The United Kingdom's Genetic Technology (Precision Breeding) Act 2023 exempts precision-edited crops from genetically modified organism regulations(GMO regulations).
Therefore, under English law (Scotland and Wales have yet to ratify the bill), utilising naturally occurring chloroplast variations in plants circumvents GMO regulations. Professor Steve Kelly from the University of Oxford describes this as a "regulation-friendly approach".

==Climate engineering research ==

In April 2025, it was reported that ARIA would fund a £50 million programme of small-scale outdoor geoengineering experiments. The agency stated that the experiments would be rigorously assessed and were intended to generate data on the feasibility and risks of Solar radiation modification (SRM) technologies. These methods seek to reflect a portion of incoming sunlight, for example through the injection of reflective particles into the atmosphere or by increasing the reflectivity of clouds.

The programme was announced alongside an £11 million initiative, making the United Kingdom one of the largest funders of geoengineering research. ARIA's work is led by Professor Mark Symes.

The research has drawn criticism from some scientists, who warned of potential unintended consequences such as disrupted rainfall patterns.

In written evidence submitted to Parliament by the Action Group on Erosion, Technology, and Concentration (ETC) accused the NGO of using the UK Government's reputation and the British tapayer's money to 'legitimise outdoor geoengineering experiments' and that doing so contraviened the United Nations' Convention on Biological Diversity moratorium on solar geoengineering research.

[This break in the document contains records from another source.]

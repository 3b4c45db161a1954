use std::future::Future;
use std::io::Write;
use std::path::PathBuf;
use std::sync::Arc;

use anyhow::Context;
use clap::{Parser, Subcommand};
use futures::StreamExt;
use tokio::io::{AsyncBufRead, AsyncBufReadExt, Lines};

use council_core::{AdvisorId, Message, MessageStatus};
use council_engine::{DualStreamOrchestrator, EngineError, OrchestratorConfig, TurnInput};
use council_settings::CouncilSettings;
use council_stream::{AgentStreamClient, HttpBackend};
use council_telemetry::TelemetryConfig;

#[derive(Parser)]
#[command(name = "council", about = "Ask two advisors at once")]
struct Cli {
    /// Settings file (defaults to ~/.council/settings.json).
    #[arg(long, global = true)]
    settings: Option<PathBuf>,

    #[command(subcommand)]
    command: Command,
}

#[derive(Subcommand)]
enum Command {
    /// Serve the HTTP API.
    Serve {
        #[arg(long)]
        host: Option<String>,
        #[arg(long)]
        port: Option<u16>,
    },
    /// Interactive conversation on stdin.
    Chat,
}

#[tokio::main]
async fn main() -> anyhow::Result<()> {
    let cli = Cli::parse();

    let settings = match &cli.settings {
        Some(path) => council_settings::load_settings_from_path(path),
        None => council_settings::load_settings(),
    }
    .context("failed to load settings")?;

    let telemetry = TelemetryConfig::from_level_name(&settings.logging.level, settings.logging.json)
        .with_module_level("hyper", tracing::Level::WARN);
    council_telemetry::init_telemetry(&telemetry)?;

    let orchestrator = Arc::new(build_orchestrator(&settings)?);

    match cli.command {
        Command::Serve { host, port } => serve(&settings, orchestrator, host, port).await,
        Command::Chat => chat(&settings, orchestrator).await,
    }
}

fn build_orchestrator(settings: &CouncilSettings) -> anyhow::Result<DualStreamOrchestrator> {
    let client = |advisor: AdvisorId| -> anyhow::Result<Arc<AgentStreamClient>> {
        let backend = HttpBackend::from_settings(advisor, settings.advisors.get(advisor), &settings.stream)
            .with_context(|| format!("failed to build backend for {advisor}"))?;
        tracing::info!(%advisor, endpoint = backend.endpoint(), "advisor configured");
        Ok(Arc::new(
            AgentStreamClient::new(Arc::new(backend)).with_idle_timeout(settings.stream.idle_timeout()),
        ))
    };

    let orchestrator = DualStreamOrchestrator::new(
        client(AdvisorId::A)?,
        client(AdvisorId::B)?,
        OrchestratorConfig::from_settings(settings),
    );
    if let Some(welcome) = &settings.turn.welcome_message {
        orchestrator
            .conversation()
            .append(Message::system(welcome.clone()))?;
    }
    Ok(orchestrator)
}

async fn serve(
    settings: &CouncilSettings,
    orchestrator: Arc<DualStreamOrchestrator>,
    host: Option<String>,
    port: Option<u16>,
) -> anyhow::Result<()> {
    let mut config = council_server::ServerConfig::from(&settings.server);
    if let Some(host) = host {
        config.host = host;
    }
    if let Some(port) = port {
        config.port = port;
    }

    let handle = council_server::start(config, Arc::clone(&orchestrator))
        .await
        .context("failed to start server")?;
    tracing::info!(port = handle.port, "council server ready");

    tokio::signal::ctrl_c()
        .await
        .context("failed to listen for ctrl+c")?;

    tracing::info!("shutting down");
    let cancelled = orchestrator.cancel_all();
    if cancelled > 0 {
        tracing::info!(cancelled, "cancelled running turns");
    }
    handle.shutdown().await;
    Ok(())
}

/// Next input line. `None` at end of input or once `interrupt` resolves.
async fn next_prompt<R, F>(lines: &mut Lines<R>, interrupt: F) -> std::io::Result<Option<String>>
where
    R: AsyncBufRead + Unpin,
    F: Future,
{
    tokio::select! {
        line = lines.next_line() => line,
        _ = interrupt => Ok(None),
    }
}

async fn chat(settings: &CouncilSettings, orchestrator: Arc<DualStreamOrchestrator>) -> anyhow::Result<()> {
    let label = |advisor: AdvisorId| settings.advisors.get(advisor).label.clone();

    for message in orchestrator.conversation().snapshot() {
        println!("{}", message.content);
    }

    let mut lines = tokio::io::BufReader::new(tokio::io::stdin()).lines();
    loop {
        print!("> ");
        std::io::stdout().flush()?;
        let Some(line) = next_prompt(&mut lines, tokio::signal::ctrl_c()).await? else {
            println!();
            break;
        };

        let turn_id = match orchestrator.submit(TurnInput::new(line)) {
            Ok(id) => id,
            Err(EngineError::EmptyMessage) => continue,
            Err(e) => {
                eprintln!("{e}");
                continue;
            }
        };
        let Some(mut updates) = orchestrator.subscribe(&turn_id) else {
            continue;
        };

        let mut printed = [0usize; 2];
        let mut speaking: Option<AdvisorId> = None;
        let mut cancelled = false;
        loop {
            let update = tokio::select! {
                update = updates.next() => update,
                _ = tokio::signal::ctrl_c(), if !cancelled => {
                    cancelled = orchestrator.cancel(&turn_id);
                    continue;
                }
            };
            let Some(update) = update else {
                break;
            };

            let slot = &mut printed[update.advisor.index()];
            let shrank = update.text.len() < *slot || !update.text.is_char_boundary(*slot);
            if speaking != Some(update.advisor) || shrank {
                print!("\n[{}] ", label(update.advisor));
                speaking = Some(update.advisor);
                if shrank {
                    *slot = 0;
                }
            }
            print!("{}", &update.text[*slot..]);
            *slot = update.text.len();

            if update.status == MessageStatus::Failed {
                let kind = update.failure.as_ref().map_or("unknown", |f| f.kind.as_str());
                print!(" ({kind})");
                speaking = None;
            }
            std::io::stdout().flush()?;
        }
        println!();

        if let Some(outcome) = orchestrator.wait(&turn_id).await {
            if outcome.any_failed() && settings.turn.announce_failures {
                println!("{}", settings.turn.failure_announcement);
            }
        }
    }
    Ok(())
}
//! Ordered, append-only message log shared by the orchestrator, its turn
//! supervisors, and readers.
//!
//! Every write happens under one lock, so a check-then-write (is this message
//! still streaming? is the new text longer?) is atomic with respect to
//! concurrent cancellation.

use std::collections::HashMap;
use std::sync::Arc;

use parking_lot::Mutex;

use council_core::{
    AdvisorId, FailureInfo, FailurePolicy, Message, MessageId, MessageStatus, TurnId,
};

use crate::error::ConversationError;

type Result<T> = std::result::Result<T, ConversationError>;

/// Ids of the three messages a turn starts with.
#[derive(Clone, Debug, PartialEq, Eq)]
pub struct TurnMessages {
    pub user: MessageId,
    pub advisors: [MessageId; 2],
}

impl TurnMessages {
    pub fn advisor(&self, advisor: AdvisorId) -> &MessageId {
        &self.advisors[advisor.index()]
    }
}

#[derive(Default)]
struct Inner {
    messages: Vec<Message>,
    index: HashMap<MessageId, usize>,
}

impl Inner {
    fn push(&mut self, message: Message) -> Result<()> {
        if self.index.contains_key(&message.id) {
            return Err(ConversationError::DuplicateId(message.id));
        }
        self.index.insert(message.id.clone(), self.messages.len());
        self.messages.push(message);
        Ok(())
    }

    fn find_mut(&mut self, id: &MessageId) -> Result<&mut Message> {
        let idx = *self
            .index
            .get(id)
            .ok_or_else(|| ConversationError::NotFound(id.clone()))?;
        Ok(&mut self.messages[idx])
    }

    /// Look up a message that may still change.
    fn open_mut(&mut self, id: &MessageId) -> Result<&mut Message> {
        let current = self.find_mut(id)?;
        if current.is_terminal() {
            return Err(ConversationError::AlreadyTerminal(id.clone()));
        }
        Ok(current)
    }
}

/// Validate `draft` against `current` and store it.
fn commit(current: &mut Message, draft: Message) -> Result<Message> {
    if draft.id != current.id
        || draft.author != current.author
        || draft.turn_id != current.turn_id
        || draft.created_at != current.created_at
    {
        return Err(ConversationError::IdentityChanged(current.id.clone()));
    }
    if !current.status.can_transition_to(draft.status) {
        return Err(ConversationError::InvalidTransition {
            id: current.id.clone(),
            from: current.status,
            to: draft.status,
        });
    }
    if !draft.is_terminal() && draft.content.len() < current.content.len() {
        return Err(ConversationError::ContentShrank(current.id.clone()));
    }
    *current = draft.clone();
    Ok(draft)
}

#[derive(Clone, Default)]
pub struct ConversationState {
    inner: Arc<Mutex<Inner>>,
}

impl ConversationState {
    pub fn new() -> Self {
        Self::default()
    }

    pub fn append(&self, message: Message) -> Result<MessageId> {
        let id = message.id.clone();
        self.inner.lock().push(message)?;
        Ok(id)
    }

    /// Apply `mutate` to a copy of a non-terminal message and store the copy
    /// if it is a legal successor.
    pub fn update<F>(&self, id: &MessageId, mutate: F) -> Result<Message>
    where
        F: FnOnce(&mut Message),
    {
        let mut inner = self.inner.lock();
        let current = inner.open_mut(id)?;
        let mut draft = current.clone();
        mutate(&mut draft);
        commit(current, draft)
    }

    pub fn get(&self, id: &MessageId) -> Option<Message> {
        let inner = self.inner.lock();
        inner.index.get(id).map(|idx| inner.messages[*idx].clone())
    }

    pub fn snapshot(&self) -> Vec<Message> {
        self.inner.lock().messages.clone()
    }

    pub fn turn_messages(&self, turn_id: &TurnId) -> Vec<Message> {
        self.inner
            .lock()
            .messages
            .iter()
            .filter(|m| m.turn_id.as_ref() == Some(turn_id))
            .cloned()
            .collect()
    }

    pub fn advisor_message(&self, turn_id: &TurnId, advisor: AdvisorId) -> Option<Message> {
        self.inner
            .lock()
            .messages
            .iter()
            .find(|m| m.turn_id.as_ref() == Some(turn_id) && m.advisor() == Some(advisor))
            .cloned()
    }

    /// Append the user message and both pending advisor placeholders in one
    /// step.
    pub fn begin_turn(&self, turn_id: &TurnId, text: &str) -> Result<TurnMessages> {
        let user = Message::user(turn_id.clone(), text);
        let a = Message::advisor_placeholder(turn_id.clone(), AdvisorId::A);
        let b = Message::advisor_placeholder(turn_id.clone(), AdvisorId::B);
        let ids = TurnMessages {
            user: user.id.clone(),
            advisors: [a.id.clone(), b.id.clone()],
        };

        let mut inner = self.inner.lock();
        inner.push(user)?;
        inner.push(a)?;
        inner.push(b)?;
        Ok(ids)
    }

    pub fn mark_streaming(&self, id: &MessageId) -> Result<Message> {
        self.update(id, |m| m.status = MessageStatus::Streaming)
    }

    /// Store a snapshot unless it is older (shorter) than what is stored.
    /// Returns `None` for a stale snapshot.
    pub fn apply_snapshot(&self, id: &MessageId, text: &str) -> Result<Option<Message>> {
        let mut inner = self.inner.lock();
        let current = inner.open_mut(id)?;
        let unchanged = current.status == MessageStatus::Streaming && current.content == text;
        if unchanged || text.len() < current.content.len() {
            return Ok(None);
        }
        let mut draft = current.clone();
        draft.content = text.to_string();
        draft.status = MessageStatus::Streaming;
        commit(current, draft).map(Some)
    }

    pub fn complete(&self, id: &MessageId, final_text: String) -> Result<Message> {
        self.update(id, |m| {
            if final_text.len() >= m.content.len() {
                m.content = final_text;
            }
            m.status = MessageStatus::Complete;
        })
    }

    /// Mark a message failed. Under `Discard` the content becomes
    /// `placeholder`; under `Retain` streamed content is kept and the
    /// placeholder is only used when nothing arrived.
    pub fn fail(
        &self,
        id: &MessageId,
        failure: FailureInfo,
        policy: FailurePolicy,
        placeholder: &str,
    ) -> Result<Message> {
        self.update(id, |m| {
            if policy == FailurePolicy::Discard || m.content.is_empty() {
                m.content = placeholder.to_string();
            }
            m.status = MessageStatus::Failed;
            m.failure = Some(failure);
        })
    }

    pub fn clear(&self) {
        let mut inner = self.inner.lock();
        inner.messages.clear();
        inner.index.clear();
    }

    pub fn len(&self) -> usize {
        self.inner.lock().messages.len()
    }

    pub fn is_empty(&self) -> bool {
        self.len() == 0
    }
}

==Ultrasound-emitting brain implants==

ARIA funded an NHS trial that involved implanting an ultrasound-emitting brain-computer interface beneath the skulls of mentally ill and neurologically disordered patients. The device's inventors hypothesised that playing ultrasound directly into the brain would switch on clusters of neurons and enable them to fire specific neurons remotely. The researchers claimed that the technology will help them alter their patients' moods and feelings of motivation. The US-based organisation developed the technology also benefited from £6.5m in funding provided by the NGO.
It has also partnered with Cambridge University Health Partners to engineer brain implants for people living with mental illnesses, neurological conditions and central nervous system injuries.

==Other funding areas==
ARIA's other programmes include Forecasting Tipping Points, an international programme of 27 teams, led by Sarah Bohndiek and Gemma Bale, and spanning climate science, optics, computer science, mathematics, statistics, photonics, and nuclear physics; and Scaling Compute, led by Suraj Bramhavar, targeting reducing AI computing costs by a factor of 1,000.